Whitaker, Rod 1931-2005
Whitaker, Rod 1931–2005
(J.L. Moran, Jean-Paul Morin, Nicholas Seare, Trevanian, Rodney Whitaker, Rodney William Whitaker, Benat le Cagot)
PERSONAL: Born June 12, 1931, in Granville, NY; died of chronic obstructive pulmonary disease, December 14, 2005, in England; married Diane Brandon; children: Lance, Christian, Alexandra, Tomasin (daughter). Education: University of Washington, B.A., 1959, M.A., 1960; Northwestern University, Ph.D., 1966.
CAREER: Writer. Dana College, Blair, NE, drama instructor, 1963–66; University of Texas at Austin, began as associate professor of film and drama, c. late 1960s, became department chair; Bucknell University, Lewisburg, PA, instructor, 1977–78; Emerson College, Boston, MA, chair of the communications department, beginning 1980; also taught for a semester at Penn State University.
Screenwriter and director (as Rod Whitaker; with Robert Kooris) of film Stasis (based on the short story "The Wall" by Jean-Paul Sartre), 1968; director (as Rod Whitaker) of film Genesis III (a collection of student short films), 1970. Military service: U.S. Navy, 1949–53.
AWARDS, HONORS: Fulbright Scholar in England, c. late 1960s; Publisher's Award, Esquire, 1970, for Stasis.
WRITINGS:
The Language of Film, Prentice-Hall (Englewood Cliffs, NJ), 1970.
(Under pseudonym Nicholas Seare) 1339 … Or So: Being an Apology for a Pedlar, Harcourt (San Diego, CA), 1975.
(With Hal Dresner and Warren B. Murphy) The Eiger Sanction (screenplay; also see below), Universal, 1975.

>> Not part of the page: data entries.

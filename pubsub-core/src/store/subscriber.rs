//! Subscriber Registry
//!
//! Every store owns one registry: the set of change-notification callbacks
//! that are told about each committed write.
//!
//! # Identity
//!
//! A callback is identified by its allocation, not by its behaviour. Two
//! clones of the same `Callback` Arc are the same subscriber; two separately
//! boxed closures with identical bodies are two subscribers. Registering the
//! same subscriber twice leaves a single entry.
//!
//! # Fan-out
//!
//! Notification copies the live callbacks out of the registry and releases
//! the lock before invoking them. Callbacks are free to read the store, write
//! to it, subscribe, or unsubscribe while the fan-out is running.

use std::fmt;
use std::sync::atomic::{AtomicBool, AtomicU64, Ordering};
use std::sync::{Arc, Weak};

use indexmap::IndexMap;
use parking_lot::Mutex;
use smallvec::SmallVec;

/// A change-notification callback.
pub type Callback = Arc<dyn Fn() + Send + Sync>;

/// Wrap a closure as a [`Callback`].
///
/// Keep the returned Arc around if you intend to register it more than once;
/// its allocation is what makes it the "same" callback.
pub fn callback<F>(f: F) -> Callback
where
    F: Fn() + Send + Sync + 'static,
{
    Arc::new(f)
}

/// Token for one live registration in a [`SubscriberRegistry`].
///
/// Adding a callback that is already present hands back the token of the
/// existing entry. An [`Unsubscribe`] handle carries the token it was issued
/// and removes the entry only while the tokens still match, so a handle that
/// outlived its registration cannot remove a later one for the same callback.
#[derive(Debug, Clone, Copy, PartialEq, Eq, Hash)]
pub struct SubscriberId(u64);

impl SubscriberId {
    pub(crate) fn next() -> Self {
        static COUNTER: AtomicU64 = AtomicU64::new(0);
        Self(COUNTER.fetch_add(1, Ordering::Relaxed))
    }
}

/// The identity under which a callback is registered.
#[derive(Debug, Clone, Copy, PartialEq, Eq, Hash)]
pub struct CallbackKey(usize);

impl CallbackKey {
    /// Key a callback by the address of its allocation.
    pub fn of(callback: &Callback) -> Self {
        Self(Arc::as_ptr(callback).cast::<()>() as usize)
    }

    /// Key supplied by the caller, for callables whose identity lives
    /// outside Rust (for example a foreign object pointer).
    pub fn from_raw(raw: usize) -> Self {
        Self(raw)
    }
}

struct Entry {
    id: SubscriberId,
    callback: Callback,
}

type Entries = Mutex<IndexMap<CallbackKey, Entry>>;

/// The set of callbacks attached to one store.
pub struct SubscriberRegistry {
    entries: Arc<Entries>,
}

impl SubscriberRegistry {
    pub fn new() -> Self {
        Self {
            entries: Arc::new(Mutex::new(IndexMap::new())),
        }
    }

    /// Register a callback keyed by its own allocation.
    pub fn add(&self, callback: &Callback) -> Unsubscribe {
        self.add_keyed(CallbackKey::of(callback), Arc::clone(callback))
    }

    /// Register a callback under an explicit key.
    ///
    /// If the key is already present the existing registration is kept and
    /// the returned handle refers to it.
    pub fn add_keyed(&self, key: CallbackKey, callback: Callback) -> Unsubscribe {
        let id = {
            let mut entries = self.entries.lock();
            entries
                .entry(key)
                .or_insert_with(|| Entry {
                    id: SubscriberId::next(),
                    callback,
                })
                .id
        };

        Unsubscribe {
            target: Some((Arc::downgrade(&self.entries), key, id)),
            done: AtomicBool::new(false),
        }
    }

    /// Whether a callback is currently registered.
    pub fn contains(&self, callback: &Callback) -> bool {
        self.entries.lock().contains_key(&CallbackKey::of(callback))
    }

    pub fn len(&self) -> usize {
        self.entries.lock().len()
    }

    pub fn is_empty(&self) -> bool {
        self.entries.lock().is_empty()
    }

    /// Invoke every callback registered at the moment this call starts.
    ///
    /// Returns the number of callbacks invoked.
    pub fn notify_all(&self) -> usize {
        let callbacks: SmallVec<[Callback; 8]> = self
            .entries
            .lock()
            .values()
            .map(|entry| Arc::clone(&entry.callback))
            .collect();

        for callback in &callbacks {
            callback();
        }

        callbacks.len()
    }
}

impl Default for SubscriberRegistry {
    fn default() -> Self {
        Self::new()
    }
}

impl fmt::Debug for SubscriberRegistry {
    fn fmt(&self, f: &mut fmt::Formatter<'_>) -> fmt::Result {
        f.debug_struct("SubscriberRegistry")
            .field("len", &self.len())
            .finish()
    }
}

/// Handle returned by a registration.
///
/// Calling [`Unsubscribe::unsubscribe`] removes exactly the registration that
/// produced this handle. Later calls do nothing, and a handle never removes a
/// newer registration of the same callback. Dropping the handle does NOT
/// unsubscribe.
pub struct Unsubscribe {
    target: Option<(Weak<Entries>, CallbackKey, SubscriberId)>,
    done: AtomicBool,
}

impl Unsubscribe {
    /// A handle with nothing to remove.
    pub fn noop() -> Self {
        Self {
            target: None,
            done: AtomicBool::new(true),
        }
    }

    /// Remove the registration. Safe to call any number of times.
    pub fn unsubscribe(&self) {
        if self.done.swap(true, Ordering::AcqRel) {
            return;
        }

        let Some((entries, key, id)) = &self.target else {
            return;
        };

        // The store may already be gone.
        let Some(entries) = entries.upgrade() else {
            return;
        };

        let mut entries = entries.lock();
        if entries.get(key).is_some_and(|entry| entry.id == *id) {
            entries.shift_remove(key);
        }
    }

    /// Whether this handle has already been used (or never had a target).
    pub fn is_spent(&self) -> bool {
        self.done.load(Ordering::Acquire)
    }

    /// The registration this handle removes, if any.
    pub fn subscriber_id(&self) -> Option<SubscriberId> {
        self.target.as_ref().map(|(_, _, id)| *id)
    }
}

impl fmt::Debug for Unsubscribe {
    fn fmt(&self, f: &mut fmt::Formatter<'_>) -> fmt::Result {
        f.debug_struct("Unsubscribe")
            .field("subscriber_id", &self.subscriber_id())
            .field("spent", &self.is_spent())
            .finish()
    }
}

(Under pseudonym Nicholas Seare) Rude Tales and Glorious: Being the Only True Account of Diverse Feats of Brawn and Bawd Performed by King Arthur and His Knights of the Table Round, Crown (New York, NY), 1983.
WRITINGS; UNDER PSEUDONYM TREVANIAN
The Eiger Sanction (novel), Crown (New York, NY), Three Rivers Press (New York, NY), 2000.
The Loo Sanction (novel), Crown (New York, NY), Three Rivers Press (New York, NY), 2005.
The Main (novel), Harcourt (New York, NY), 1976, Three Rivers Press (New York, NY), 2005.
Shibumi (novel), Crown (New York, NY), 1979, Three Rivers Press (New York, NY), 2005.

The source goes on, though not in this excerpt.